WHAT YOU SHOULD DO => Could you write the entries out again, exactly as they are?

RECORD EXCERPTS =>
★ ★ ★ ★
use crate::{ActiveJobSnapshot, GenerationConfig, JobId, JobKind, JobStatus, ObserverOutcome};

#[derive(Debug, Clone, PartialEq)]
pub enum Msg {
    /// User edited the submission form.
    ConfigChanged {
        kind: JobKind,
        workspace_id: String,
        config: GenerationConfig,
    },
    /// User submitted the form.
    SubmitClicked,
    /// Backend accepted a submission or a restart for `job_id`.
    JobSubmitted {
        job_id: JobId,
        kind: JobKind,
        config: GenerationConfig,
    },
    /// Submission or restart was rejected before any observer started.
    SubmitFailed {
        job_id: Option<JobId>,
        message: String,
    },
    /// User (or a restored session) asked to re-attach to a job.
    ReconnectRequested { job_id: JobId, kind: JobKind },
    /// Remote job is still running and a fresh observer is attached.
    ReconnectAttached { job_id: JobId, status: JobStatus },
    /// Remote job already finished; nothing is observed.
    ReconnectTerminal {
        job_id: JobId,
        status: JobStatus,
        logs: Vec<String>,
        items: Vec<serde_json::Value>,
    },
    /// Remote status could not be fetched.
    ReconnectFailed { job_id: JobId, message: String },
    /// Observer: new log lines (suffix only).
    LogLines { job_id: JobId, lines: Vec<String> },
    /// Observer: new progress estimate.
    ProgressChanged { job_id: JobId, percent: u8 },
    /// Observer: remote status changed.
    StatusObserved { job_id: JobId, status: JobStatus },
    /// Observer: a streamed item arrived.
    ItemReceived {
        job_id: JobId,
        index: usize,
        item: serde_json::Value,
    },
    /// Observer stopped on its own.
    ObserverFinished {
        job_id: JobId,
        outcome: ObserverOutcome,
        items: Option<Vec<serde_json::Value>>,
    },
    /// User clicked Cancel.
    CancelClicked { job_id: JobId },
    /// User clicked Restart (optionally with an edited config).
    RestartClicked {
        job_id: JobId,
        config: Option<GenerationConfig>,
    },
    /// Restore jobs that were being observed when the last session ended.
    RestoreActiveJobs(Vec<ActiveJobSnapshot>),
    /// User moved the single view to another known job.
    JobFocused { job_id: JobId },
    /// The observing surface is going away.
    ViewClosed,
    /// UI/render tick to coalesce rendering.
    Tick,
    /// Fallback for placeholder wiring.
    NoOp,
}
★ ★ ★ ★
RESPONSE TO THE EXERCISE =>
use crate::{ActiveJobSnapshot, GenerationConfig, JobId, JobKind, JobStatus, ObserverOutcome};

#[derive(Debug, Clone, PartialEq)]
pub enum Msg {
    /// User edited the submission form.
    ConfigChanged {
        kind: JobKind,
        workspace_id: String,
        config: GenerationConfig,
    },
    /// User submitted the form.
    SubmitClicked,
    /// Backend accepted a submission or a restart for `job_id`.
    JobSubmitted {
        job_id: JobId,
        kind: JobKind,
        config: GenerationConfig,
    },
    /// Submission or restart was rejected before any observer started.
    SubmitFailed {
        job_id: Option<JobId>,
        message: String,
    },
    /// User (or a restored session) asked to re-attach to a job.
    ReconnectRequested { job_id: JobId, kind: JobKind },
    /// Remote job is still running and a fresh observer is attached.
    ReconnectAttached { job_id: JobId, status: JobStatus },
    /// Remote job already finished; nothing is observed.
    ReconnectTerminal {
        job_id: JobId,
        status: JobStatus,
        logs: Vec<String>,
        items: Vec<serde_json::Value>,
    },
    /// Remote status could not be fetched.
    ReconnectFailed { job_id: JobId, message: String },
    /// Observer: new log lines (suffix only).
    LogLines { job_id: JobId, lines: Vec<String> },
    /// Observer: new progress estimate.
    ProgressChanged { job_id: JobId, percent: u8 },
    /// Observer: remote status changed.
    StatusObserved { job_id: JobId, status: JobStatus },
    /// Observer: a streamed item arrived.
    ItemReceived {
        job_id: JobId,
        index: usize,
        item: serde_json::Value,
    },
    /// Observer stopped on its own.
    ObserverFinished {
        job_id: JobId,
        outcome: ObserverOutcome,
        items: Option<Vec<serde_json::Value>>,
    },
    /// User clicked Cancel.
    CancelClicked { job_id: JobId },
    /// User clicked Restart (optionally with an edited config).
    RestartClicked {
        job_id: JobId,
        config: Option<GenerationConfig>,
    },
    /// Restore jobs that were being observed when the last session ended.
    RestoreActiveJobs(Vec<ActiveJobSnapshot>),
    /// User moved the single view to another known job.
    JobFocused { job_id: JobId },
    /// The observing surface is going away.
    ViewClosed,
    /// UI/render tick to coalesce rendering.
    Tick,
    /// Fallback for placeholder wiring.
    NoOp,
}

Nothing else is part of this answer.